That exposed a problem in our country and, I am afraid to say, the problem is confined to one religion only: Islam and what is done in its name. Christians do not threaten our national security, and nor do Buddhists or Sikhs. The threat to our national security is clear and defined, and we can see it in Syria: British young people, brought up in British schools and taught British values, are now perpetrating the most barbaric medieval practices imaginable.
It is therefore right for the Government to address the problem, although we are not doing so correctly by introducing such sweeping proposals, which have been drawn up only to counter Islamic extremism, which threatens our national security. The Government, however, are pretending that there are extremists in other quarters in this country, such as in far-right groups. Yes, there are undesirable, revolting groups in this country, but they do not threaten our national security as it is being threatened by one group.
That is an important point. The Government recently published a counter-extremism strategy. When I asked why Northern Ireland, which has a fair number of extremists, was not included in the strategy, I was told, “Don’t push the issue too far. It is really a counter-Islamic strategy.”
Indeed. Everything is being done so that the Government can pretend that they are being even-handed. We cannot be even-handed between those who do not threaten our national security and those who do. We have to be specific.

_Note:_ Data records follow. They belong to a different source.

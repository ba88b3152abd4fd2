use async_trait::async_trait;

use crate::{
    errors::StoreError,
    model::{ListOptions, Record},
};

/// Ordered key-value store consumed by the service.
#[async_trait]
pub trait KvStore: Send + Sync {
    /// Reads the record stored under exactly `key`, or [`StoreError::NotFound`].
    async fn read(&self, key: &str) -> Result<Record, StoreError>;

    /// Writes `record`, replacing any previous value under its key.
    async fn write(&self, record: Record) -> Result<(), StoreError>;

    /// Writes `record` only if its key is vacant. Fails with
    /// [`StoreError::AlreadyExists`] otherwise; the check and the insert are
    /// atomic with respect to every other mutation on the store.
    async fn create(&self, record: Record) -> Result<(), StoreError>;

    async fn delete(&self, key: &str) -> Result<(), StoreError>;

    /// Returns records in key order.
    async fn list(&self, opts: ListOptions) -> Result<Vec<Record>, StoreError>;

    fn backend(&self) -> &'static str;
}
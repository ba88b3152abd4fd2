use anyhow::Result;
use clap::Args;

use crate::config::LoadedConfig;

#[derive(Args, Clone, Debug)]
pub struct ConfigArgs {
    /// Also run validation and fail on an invalid configuration
    #[arg(long)]
    pub check: bool,
}

pub fn cmd_config(args: ConfigArgs, loaded: &LoadedConfig) -> Result<()> {
    match &loaded.path {
        Some(path) => println!("# loaded from {}", path.display()),
        None => println!("# built-in defaults"),
    }
    print!("{}", serde_yaml::to_string(&loaded.config.redacted())?);
    if args.check {
        loaded.config.validate()?;
        println!("# configuration is valid");
    }
    Ok(())
}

There is of course complete confusion about how the Government are approaching the issue. On 14 January Sir Michael Wilshaw said in an interview on LBC:
“We have got to deal with this in an even-handed way…all we’re saying is that if church groups or religious groups want to run out-of-school classes then they need to register so that the country and the Department of Education know they exist and that they’re being run properly.”
That is what he said.
Fortunately, on 15 January the Prime Minister wrote a letter to me, which I received yesterday. He said:
“I want to be clear: the Government is not proposing to regulate institutions teaching children for a short period every week, such as Sunday schools or the Scouts. Nor will it apply to one-off residential activities, such as a week long summer camp. We are looking specifically at places where children receive intensive education outside school, where children could be spending more than six to eight hours a week.”

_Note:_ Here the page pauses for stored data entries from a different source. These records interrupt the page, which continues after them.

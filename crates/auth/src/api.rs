use async_trait::async_trait;
use org_core_types::{Account, Namespace, RequestContext};

use crate::{errors::AuthError, model::AccountListing};

#[async_trait]
pub trait Authorizer: Send + Sync {
    /// Checks that the caller in `ctx` may perform the administrative
    /// `action` (e.g. `org.Org.Create`) inside `namespace`.
    async fn authorize_admin(
        &self,
        ctx: &RequestContext,
        namespace: &Namespace,
        action: &str,
    ) -> Result<(), AuthError>;
}

#[async_trait]
pub trait AccountsService: Send + Sync {
    async fn list_accounts(&self) -> Result<AccountListing, AuthError>;

    /// Resolves a bearer token to the account it was issued for.
    async fn inspect(&self, token: &str) -> Result<Account, AuthError>;
}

The previous time I spoke in this Chamber, we discussed the Donald. Since then I have had scores of emails from lively Americans who have described Members of our honourable House as jihadist-supporting and Christian-hating fundamentalists. Today I hope that faithfulness and truth shine out of this House and that the Government take on board the strong message that we are getting throughout the Chamber that the proposals we are discussing are far too wide and far too shallow, when really they need to be narrow and deep.

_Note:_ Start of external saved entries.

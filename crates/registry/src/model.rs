use org_core_types::{Namespace, RequestContext};
#[cfg(test)]
use org_kv_store::Record;
use serde::{Deserialize, Deserializer, Serialize};

/// Value persisted per organization.
#[derive(Clone, Debug, PartialEq, Eq, Serialize, Deserialize)]
pub struct OrganizationRecord {
    /// Seconds since the Unix epoch, decimal string.
    pub created_at: String,
}

impl OrganizationRecord {
    pub fn now() -> Self {
        Self {
            created_at: chrono::Utc::now().timestamp().to_string(),
        }
    }

    #[cfg(test)]
    pub(crate) fn decode(record: &Record) -> Result<Self, serde_json::Error> {
        serde_json::from_slice(&record.value)
    }
}

#[derive(Clone, Debug, Default, PartialEq, Eq, Serialize, Deserialize)]
pub struct Options {
    #[serde(default)]
    pub namespace: Option<String>,
}

impl Options {
    /// The explicit namespace when one is given and non-empty, otherwise the
    /// ambient namespace of the request.
    pub fn effective_namespace(&self, ctx: &RequestContext) -> Namespace {
        match self.namespace.as_deref().map(str::trim) {
            Some(ns) if !ns.is_empty() => Namespace::new(ns),
            _ => ctx.namespace().clone(),
        }
    }
}

#[derive(Clone, Debug, Default, PartialEq, Eq, Serialize, Deserialize)]
pub struct OrgRequest {
    #[serde(default)]
    pub name: String,
    #[serde(default, deserialize_with = "null_as_default")]
    pub options: Options,
}

/// Treats an explicit `null` like a missing field.
fn null_as_default<'de, D, T>(deserializer: D) -> Result<T, D::Error>
where
    D: Deserializer<'de>,
    T: Default + Deserialize<'de>,
{
    Option::<T>::deserialize(deserializer).map(Option::unwrap_or_default)
}

impl OrgRequest {
    pub fn named(name: impl Into<String>) -> Self {
        Self {
            name: name.into(),
            options: Options::default(),
        }
    }

    pub fn in_namespace(mut self, namespace: impl Into<String>) -> Self {
        self.options.namespace = Some(namespace.into());
        self
    }
}

#[derive(Clone, Debug, Default, PartialEq, Eq, Serialize, Deserialize)]
pub struct OrgResponse {
    pub message: String,
    #[serde(default, skip_serializing_if = "String::is_empty")]
    pub created: String,
}

impl OrgResponse {
    pub fn message(message: impl Into<String>) -> Self {
        Self {
            message: message.into(),
            created: String::new(),
        }
    }
}
mod context;
mod router;
mod state;

pub use context::{CallerContext, NAMESPACE_HEADER, REQUEST_ID_HEADER};
pub use router::build_router;
pub use state::{HealthReport, ServeHealth, ServeState, ServiceInfo};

Does the hon. Gentleman agree that, in addition, the proposals are rushed, reactionary and very badly thought through?
As well as completely unlawful and completely unworkable.
The hon. Member for Gainsborough (Sir Edward Leigh) indicated how bizarre the proposals would be for those they are really meant to affect. Which jihadist or fundamentalist would abide by the letter of the law? Even if they are radicalised or militarised, are they not capable of stopping their radicalisation lessons at five hours and 59 minutes per week? Are they not cute enough not to register or draw themselves to the attention of the grey bureaucrats in Ofsted? Of course they are. They will avoid all the good intentions that might lie behind the proposals.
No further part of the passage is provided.